> Task
If a line in the data has the string "actual", please show it.

Dataset entries
-.-.-
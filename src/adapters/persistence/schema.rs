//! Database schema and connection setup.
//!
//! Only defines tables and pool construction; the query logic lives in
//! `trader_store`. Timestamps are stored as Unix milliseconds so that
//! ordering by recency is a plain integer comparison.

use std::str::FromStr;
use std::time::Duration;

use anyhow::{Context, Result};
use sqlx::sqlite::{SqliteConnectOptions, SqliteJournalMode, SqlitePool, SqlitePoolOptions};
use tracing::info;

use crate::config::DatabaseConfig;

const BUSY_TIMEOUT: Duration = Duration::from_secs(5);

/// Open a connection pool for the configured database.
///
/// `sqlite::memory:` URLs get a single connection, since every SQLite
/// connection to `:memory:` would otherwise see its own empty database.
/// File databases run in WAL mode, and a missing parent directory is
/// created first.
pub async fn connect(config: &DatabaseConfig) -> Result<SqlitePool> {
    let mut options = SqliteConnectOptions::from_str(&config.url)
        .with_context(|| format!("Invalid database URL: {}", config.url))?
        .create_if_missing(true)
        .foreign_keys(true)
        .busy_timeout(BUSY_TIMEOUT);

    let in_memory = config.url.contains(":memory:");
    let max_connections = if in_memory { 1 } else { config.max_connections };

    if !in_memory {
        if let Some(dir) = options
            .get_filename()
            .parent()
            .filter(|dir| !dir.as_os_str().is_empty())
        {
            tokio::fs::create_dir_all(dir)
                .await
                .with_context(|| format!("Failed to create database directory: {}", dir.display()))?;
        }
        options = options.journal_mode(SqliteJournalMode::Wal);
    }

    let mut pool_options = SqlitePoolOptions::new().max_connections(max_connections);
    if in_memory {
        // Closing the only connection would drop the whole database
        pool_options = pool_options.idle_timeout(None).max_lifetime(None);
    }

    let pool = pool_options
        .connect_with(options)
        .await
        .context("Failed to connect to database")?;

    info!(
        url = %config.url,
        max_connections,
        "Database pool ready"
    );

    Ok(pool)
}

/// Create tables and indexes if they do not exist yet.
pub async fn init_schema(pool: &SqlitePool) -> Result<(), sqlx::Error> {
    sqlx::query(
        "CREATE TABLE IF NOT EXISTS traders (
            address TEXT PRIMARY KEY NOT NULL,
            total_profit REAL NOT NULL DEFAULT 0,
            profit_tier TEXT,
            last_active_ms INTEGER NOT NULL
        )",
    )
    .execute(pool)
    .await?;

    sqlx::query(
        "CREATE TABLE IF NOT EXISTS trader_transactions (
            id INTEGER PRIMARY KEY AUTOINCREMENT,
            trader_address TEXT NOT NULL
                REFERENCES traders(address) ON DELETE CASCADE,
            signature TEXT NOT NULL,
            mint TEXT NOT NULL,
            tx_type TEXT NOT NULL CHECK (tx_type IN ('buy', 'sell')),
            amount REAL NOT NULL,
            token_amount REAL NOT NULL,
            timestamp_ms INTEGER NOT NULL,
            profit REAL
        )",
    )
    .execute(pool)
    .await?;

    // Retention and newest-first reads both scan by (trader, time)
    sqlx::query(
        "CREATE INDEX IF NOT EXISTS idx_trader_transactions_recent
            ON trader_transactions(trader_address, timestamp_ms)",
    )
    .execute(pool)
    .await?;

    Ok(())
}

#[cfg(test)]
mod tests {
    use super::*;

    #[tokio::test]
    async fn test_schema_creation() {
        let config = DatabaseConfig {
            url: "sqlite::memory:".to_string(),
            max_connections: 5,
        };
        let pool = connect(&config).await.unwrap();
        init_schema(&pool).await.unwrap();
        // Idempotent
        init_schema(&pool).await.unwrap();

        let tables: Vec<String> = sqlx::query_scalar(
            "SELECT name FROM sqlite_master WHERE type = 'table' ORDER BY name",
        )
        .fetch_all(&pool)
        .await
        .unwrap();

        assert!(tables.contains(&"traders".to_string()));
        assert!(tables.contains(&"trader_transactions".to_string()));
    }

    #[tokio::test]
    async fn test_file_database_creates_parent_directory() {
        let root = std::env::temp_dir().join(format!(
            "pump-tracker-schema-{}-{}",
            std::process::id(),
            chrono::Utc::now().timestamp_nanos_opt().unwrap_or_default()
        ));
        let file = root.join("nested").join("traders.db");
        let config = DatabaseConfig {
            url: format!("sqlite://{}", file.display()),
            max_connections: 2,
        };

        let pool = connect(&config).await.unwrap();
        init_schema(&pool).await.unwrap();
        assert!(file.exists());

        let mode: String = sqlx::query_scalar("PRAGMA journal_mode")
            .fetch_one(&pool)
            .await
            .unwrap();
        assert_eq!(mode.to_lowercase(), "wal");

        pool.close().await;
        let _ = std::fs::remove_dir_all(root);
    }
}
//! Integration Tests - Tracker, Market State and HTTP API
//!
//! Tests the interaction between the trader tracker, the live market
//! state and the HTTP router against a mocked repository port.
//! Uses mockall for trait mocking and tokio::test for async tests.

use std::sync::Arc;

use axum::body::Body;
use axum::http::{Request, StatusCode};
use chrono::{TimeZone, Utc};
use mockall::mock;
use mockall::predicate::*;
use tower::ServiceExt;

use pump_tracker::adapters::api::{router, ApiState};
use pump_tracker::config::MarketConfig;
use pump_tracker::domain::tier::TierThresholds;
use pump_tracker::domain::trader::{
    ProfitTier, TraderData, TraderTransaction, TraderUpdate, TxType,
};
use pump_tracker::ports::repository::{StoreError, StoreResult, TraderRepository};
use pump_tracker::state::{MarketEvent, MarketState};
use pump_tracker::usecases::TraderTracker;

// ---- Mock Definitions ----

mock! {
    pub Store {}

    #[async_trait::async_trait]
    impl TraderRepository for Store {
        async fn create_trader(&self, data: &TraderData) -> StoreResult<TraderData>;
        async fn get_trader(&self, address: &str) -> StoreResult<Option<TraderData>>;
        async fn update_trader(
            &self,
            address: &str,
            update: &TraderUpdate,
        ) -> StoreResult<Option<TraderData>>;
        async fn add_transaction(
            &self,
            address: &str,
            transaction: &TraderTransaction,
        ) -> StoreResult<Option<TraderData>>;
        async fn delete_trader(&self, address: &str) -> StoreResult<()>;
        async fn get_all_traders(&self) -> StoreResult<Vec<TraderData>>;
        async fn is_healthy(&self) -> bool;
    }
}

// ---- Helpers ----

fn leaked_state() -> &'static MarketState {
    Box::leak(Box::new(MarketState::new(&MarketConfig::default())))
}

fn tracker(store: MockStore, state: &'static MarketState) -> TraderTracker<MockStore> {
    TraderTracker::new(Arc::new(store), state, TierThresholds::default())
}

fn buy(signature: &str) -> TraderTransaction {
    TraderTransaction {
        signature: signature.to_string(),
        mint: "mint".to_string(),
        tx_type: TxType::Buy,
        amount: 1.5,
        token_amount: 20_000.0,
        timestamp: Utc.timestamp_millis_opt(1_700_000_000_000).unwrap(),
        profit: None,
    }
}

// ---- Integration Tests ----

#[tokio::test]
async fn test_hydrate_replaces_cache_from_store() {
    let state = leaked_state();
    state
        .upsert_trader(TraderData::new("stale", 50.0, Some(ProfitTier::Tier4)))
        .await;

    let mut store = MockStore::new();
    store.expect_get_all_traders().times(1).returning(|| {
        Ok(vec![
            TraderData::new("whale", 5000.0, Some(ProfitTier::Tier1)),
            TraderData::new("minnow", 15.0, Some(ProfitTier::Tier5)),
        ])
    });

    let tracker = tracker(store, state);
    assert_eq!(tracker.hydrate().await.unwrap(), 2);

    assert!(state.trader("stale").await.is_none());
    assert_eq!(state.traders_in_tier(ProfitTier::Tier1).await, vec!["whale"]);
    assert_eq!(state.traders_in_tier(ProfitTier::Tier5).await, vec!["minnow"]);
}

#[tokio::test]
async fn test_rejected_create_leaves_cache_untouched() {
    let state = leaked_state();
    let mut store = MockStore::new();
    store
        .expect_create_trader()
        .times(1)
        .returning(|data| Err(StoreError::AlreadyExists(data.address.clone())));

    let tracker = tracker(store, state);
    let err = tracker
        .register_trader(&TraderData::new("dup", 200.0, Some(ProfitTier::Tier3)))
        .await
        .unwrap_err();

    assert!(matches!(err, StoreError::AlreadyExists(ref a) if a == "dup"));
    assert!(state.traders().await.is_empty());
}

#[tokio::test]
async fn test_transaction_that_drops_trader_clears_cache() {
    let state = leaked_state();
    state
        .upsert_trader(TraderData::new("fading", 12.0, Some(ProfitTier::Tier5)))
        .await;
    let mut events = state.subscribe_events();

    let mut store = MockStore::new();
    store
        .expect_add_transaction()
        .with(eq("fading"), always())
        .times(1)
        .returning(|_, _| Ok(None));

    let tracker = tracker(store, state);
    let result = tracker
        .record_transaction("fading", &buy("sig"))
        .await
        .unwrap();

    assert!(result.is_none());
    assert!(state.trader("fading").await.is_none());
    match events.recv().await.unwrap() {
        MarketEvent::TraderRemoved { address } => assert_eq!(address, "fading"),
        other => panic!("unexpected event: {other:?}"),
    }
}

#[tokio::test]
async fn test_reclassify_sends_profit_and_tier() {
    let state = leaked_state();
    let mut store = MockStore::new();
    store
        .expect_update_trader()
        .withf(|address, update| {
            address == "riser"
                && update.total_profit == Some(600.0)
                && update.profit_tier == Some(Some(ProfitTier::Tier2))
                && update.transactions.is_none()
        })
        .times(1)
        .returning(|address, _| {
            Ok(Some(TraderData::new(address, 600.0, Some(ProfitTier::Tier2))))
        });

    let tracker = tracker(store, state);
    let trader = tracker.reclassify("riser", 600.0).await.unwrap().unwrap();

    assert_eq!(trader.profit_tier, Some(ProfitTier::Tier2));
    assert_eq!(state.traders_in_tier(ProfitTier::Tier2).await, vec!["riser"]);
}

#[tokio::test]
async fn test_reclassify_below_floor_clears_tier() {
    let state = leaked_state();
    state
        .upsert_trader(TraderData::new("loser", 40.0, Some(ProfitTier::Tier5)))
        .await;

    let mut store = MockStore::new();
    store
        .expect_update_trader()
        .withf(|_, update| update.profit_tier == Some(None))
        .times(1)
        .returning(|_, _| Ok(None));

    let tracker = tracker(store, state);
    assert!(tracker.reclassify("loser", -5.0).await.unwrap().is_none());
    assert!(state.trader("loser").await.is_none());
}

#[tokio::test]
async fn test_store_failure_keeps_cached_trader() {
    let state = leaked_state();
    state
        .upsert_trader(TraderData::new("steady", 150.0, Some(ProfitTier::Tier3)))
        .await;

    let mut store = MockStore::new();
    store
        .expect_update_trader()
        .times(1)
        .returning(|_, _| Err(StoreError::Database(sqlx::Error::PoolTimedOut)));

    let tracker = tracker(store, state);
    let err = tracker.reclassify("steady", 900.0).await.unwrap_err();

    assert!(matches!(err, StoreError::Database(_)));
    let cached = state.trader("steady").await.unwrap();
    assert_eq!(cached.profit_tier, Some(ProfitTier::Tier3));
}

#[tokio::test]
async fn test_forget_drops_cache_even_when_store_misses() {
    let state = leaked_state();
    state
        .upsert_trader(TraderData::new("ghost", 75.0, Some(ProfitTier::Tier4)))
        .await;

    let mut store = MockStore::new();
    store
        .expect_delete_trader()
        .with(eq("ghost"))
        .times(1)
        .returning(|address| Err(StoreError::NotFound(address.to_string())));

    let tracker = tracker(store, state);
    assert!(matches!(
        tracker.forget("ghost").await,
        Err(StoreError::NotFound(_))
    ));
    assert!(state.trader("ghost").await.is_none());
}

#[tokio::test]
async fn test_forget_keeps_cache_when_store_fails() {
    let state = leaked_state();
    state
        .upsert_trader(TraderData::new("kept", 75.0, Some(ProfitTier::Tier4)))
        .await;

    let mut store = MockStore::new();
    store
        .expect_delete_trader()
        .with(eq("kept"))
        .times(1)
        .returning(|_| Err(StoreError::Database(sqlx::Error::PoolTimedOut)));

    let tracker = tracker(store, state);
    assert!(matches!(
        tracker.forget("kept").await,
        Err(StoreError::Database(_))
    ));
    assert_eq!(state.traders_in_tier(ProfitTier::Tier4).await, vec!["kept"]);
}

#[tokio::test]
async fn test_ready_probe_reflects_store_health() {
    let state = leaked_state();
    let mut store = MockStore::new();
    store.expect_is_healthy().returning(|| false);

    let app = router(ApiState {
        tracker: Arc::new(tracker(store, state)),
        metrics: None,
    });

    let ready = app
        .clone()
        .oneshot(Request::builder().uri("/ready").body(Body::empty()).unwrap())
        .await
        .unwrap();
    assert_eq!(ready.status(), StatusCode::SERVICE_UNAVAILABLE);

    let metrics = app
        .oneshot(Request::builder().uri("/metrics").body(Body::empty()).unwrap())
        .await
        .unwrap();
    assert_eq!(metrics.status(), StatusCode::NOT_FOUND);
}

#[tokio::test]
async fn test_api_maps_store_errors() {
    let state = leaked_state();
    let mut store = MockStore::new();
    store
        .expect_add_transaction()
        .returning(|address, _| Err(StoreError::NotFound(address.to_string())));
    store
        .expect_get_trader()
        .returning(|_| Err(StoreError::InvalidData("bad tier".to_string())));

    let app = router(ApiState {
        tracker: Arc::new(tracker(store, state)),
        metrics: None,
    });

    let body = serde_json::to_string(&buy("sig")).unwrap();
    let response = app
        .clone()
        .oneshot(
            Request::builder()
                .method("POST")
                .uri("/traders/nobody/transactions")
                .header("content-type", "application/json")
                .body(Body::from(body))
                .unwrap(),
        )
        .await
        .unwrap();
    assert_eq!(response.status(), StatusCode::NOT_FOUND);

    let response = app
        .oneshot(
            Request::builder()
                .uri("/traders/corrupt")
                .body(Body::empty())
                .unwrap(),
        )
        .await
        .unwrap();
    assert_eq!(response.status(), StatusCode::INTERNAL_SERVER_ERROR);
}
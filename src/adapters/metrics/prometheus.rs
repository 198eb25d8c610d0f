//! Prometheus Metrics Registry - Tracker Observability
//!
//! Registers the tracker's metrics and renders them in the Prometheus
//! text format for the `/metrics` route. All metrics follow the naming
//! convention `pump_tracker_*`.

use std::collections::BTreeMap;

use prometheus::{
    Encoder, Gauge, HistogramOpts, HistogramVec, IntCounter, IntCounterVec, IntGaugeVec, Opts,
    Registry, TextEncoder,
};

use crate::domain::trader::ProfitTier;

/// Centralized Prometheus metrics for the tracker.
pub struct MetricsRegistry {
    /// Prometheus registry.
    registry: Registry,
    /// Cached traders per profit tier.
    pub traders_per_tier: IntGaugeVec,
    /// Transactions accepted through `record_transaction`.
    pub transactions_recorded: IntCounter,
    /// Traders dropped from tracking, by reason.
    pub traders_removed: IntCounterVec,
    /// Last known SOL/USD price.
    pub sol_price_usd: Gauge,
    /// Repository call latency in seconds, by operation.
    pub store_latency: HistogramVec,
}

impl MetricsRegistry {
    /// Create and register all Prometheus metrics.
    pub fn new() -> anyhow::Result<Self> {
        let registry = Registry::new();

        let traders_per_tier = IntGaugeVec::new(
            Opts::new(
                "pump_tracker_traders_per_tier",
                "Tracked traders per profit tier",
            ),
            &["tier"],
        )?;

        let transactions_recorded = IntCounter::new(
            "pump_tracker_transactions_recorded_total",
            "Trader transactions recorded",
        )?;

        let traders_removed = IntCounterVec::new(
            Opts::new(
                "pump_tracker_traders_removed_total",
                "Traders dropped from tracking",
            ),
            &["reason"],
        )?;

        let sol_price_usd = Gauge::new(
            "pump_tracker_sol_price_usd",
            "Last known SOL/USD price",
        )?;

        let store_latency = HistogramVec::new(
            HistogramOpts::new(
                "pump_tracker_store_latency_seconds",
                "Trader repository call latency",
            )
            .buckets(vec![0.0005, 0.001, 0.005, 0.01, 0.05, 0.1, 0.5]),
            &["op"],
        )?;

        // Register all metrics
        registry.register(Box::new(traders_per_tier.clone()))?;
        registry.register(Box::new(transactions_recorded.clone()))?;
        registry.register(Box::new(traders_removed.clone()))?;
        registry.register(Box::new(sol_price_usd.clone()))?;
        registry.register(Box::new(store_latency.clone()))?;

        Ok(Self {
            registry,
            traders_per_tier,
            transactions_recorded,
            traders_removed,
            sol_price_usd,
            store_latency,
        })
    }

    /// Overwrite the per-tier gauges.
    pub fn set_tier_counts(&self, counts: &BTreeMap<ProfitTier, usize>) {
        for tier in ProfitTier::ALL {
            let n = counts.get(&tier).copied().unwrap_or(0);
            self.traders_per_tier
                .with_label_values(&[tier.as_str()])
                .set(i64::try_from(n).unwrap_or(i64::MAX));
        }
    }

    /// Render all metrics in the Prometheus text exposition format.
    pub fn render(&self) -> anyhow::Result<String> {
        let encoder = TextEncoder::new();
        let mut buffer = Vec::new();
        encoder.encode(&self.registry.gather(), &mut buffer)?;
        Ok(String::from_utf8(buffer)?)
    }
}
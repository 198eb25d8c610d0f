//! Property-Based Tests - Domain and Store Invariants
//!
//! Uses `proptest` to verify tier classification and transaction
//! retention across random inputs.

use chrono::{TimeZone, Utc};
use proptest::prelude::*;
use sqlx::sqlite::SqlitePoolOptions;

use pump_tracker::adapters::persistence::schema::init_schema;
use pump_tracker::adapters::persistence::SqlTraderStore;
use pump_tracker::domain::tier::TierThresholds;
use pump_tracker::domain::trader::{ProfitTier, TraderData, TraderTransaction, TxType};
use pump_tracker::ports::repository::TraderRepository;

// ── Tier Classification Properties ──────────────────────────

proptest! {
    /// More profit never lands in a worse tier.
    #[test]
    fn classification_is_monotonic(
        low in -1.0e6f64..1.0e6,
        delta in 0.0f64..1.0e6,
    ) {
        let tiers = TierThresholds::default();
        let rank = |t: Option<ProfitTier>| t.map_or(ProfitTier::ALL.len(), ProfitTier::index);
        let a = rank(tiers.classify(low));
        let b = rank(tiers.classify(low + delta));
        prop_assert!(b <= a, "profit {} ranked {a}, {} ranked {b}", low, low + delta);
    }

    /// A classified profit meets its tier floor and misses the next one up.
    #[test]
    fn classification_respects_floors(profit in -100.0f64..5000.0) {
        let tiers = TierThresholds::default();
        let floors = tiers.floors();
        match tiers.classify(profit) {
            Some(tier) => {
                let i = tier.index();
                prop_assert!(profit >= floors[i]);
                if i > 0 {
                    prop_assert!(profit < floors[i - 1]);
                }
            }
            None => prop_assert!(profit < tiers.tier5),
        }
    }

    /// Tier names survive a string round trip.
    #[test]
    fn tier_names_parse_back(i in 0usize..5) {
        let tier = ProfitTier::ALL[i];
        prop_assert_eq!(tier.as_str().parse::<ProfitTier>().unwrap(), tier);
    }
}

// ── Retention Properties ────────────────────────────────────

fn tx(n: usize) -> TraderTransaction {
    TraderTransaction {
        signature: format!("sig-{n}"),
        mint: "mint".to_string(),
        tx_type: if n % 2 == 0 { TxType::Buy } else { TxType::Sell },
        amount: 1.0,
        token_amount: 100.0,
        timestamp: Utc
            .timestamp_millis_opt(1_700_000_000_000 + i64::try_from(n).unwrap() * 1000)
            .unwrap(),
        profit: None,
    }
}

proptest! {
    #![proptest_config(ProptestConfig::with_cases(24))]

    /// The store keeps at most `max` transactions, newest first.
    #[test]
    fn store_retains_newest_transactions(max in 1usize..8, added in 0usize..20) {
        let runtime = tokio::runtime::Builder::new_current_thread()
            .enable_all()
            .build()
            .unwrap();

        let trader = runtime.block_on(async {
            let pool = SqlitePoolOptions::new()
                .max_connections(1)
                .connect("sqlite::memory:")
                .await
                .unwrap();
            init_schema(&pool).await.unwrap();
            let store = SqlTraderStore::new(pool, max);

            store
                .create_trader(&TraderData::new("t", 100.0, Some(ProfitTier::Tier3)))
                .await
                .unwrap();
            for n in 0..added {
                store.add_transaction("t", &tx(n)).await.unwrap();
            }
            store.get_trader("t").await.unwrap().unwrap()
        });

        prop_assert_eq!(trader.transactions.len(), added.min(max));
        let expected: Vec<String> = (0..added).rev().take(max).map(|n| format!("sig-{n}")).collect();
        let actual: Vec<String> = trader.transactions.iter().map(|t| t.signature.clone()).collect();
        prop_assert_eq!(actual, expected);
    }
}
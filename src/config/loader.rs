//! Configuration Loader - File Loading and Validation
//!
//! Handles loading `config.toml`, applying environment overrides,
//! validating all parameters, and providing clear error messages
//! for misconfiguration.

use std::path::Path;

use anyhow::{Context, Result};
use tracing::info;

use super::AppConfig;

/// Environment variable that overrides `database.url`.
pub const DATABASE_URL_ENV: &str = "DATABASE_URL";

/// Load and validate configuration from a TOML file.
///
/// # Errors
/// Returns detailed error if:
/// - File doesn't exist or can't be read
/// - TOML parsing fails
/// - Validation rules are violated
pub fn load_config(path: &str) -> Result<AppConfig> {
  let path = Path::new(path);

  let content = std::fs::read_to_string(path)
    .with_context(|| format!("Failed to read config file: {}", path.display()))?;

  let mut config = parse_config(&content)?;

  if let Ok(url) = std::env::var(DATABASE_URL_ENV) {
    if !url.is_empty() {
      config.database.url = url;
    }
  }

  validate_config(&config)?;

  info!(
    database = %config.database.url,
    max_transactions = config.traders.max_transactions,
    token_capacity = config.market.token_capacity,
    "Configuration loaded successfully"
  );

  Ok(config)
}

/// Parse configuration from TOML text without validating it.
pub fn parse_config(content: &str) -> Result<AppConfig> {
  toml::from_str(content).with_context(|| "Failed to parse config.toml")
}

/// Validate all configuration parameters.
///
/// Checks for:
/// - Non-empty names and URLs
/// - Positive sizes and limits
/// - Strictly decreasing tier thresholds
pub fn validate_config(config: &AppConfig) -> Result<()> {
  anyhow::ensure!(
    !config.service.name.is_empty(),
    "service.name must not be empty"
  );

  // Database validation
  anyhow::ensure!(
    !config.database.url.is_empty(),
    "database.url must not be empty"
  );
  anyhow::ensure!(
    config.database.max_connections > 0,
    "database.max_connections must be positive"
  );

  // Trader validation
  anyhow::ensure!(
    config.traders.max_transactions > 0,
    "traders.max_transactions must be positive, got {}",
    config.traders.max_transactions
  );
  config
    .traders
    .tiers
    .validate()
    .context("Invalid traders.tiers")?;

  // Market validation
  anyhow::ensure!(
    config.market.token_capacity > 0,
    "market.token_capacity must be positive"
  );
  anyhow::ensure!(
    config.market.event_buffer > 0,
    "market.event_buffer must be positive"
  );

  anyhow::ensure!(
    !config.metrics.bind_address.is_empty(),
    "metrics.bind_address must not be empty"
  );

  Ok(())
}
-.-.-
> Solution to this exercise
        let actual: Vec<String> = trader.transactions.iter().map(|t| t.signature.clone()).collect();
        prop_assert_eq!(actual, expected);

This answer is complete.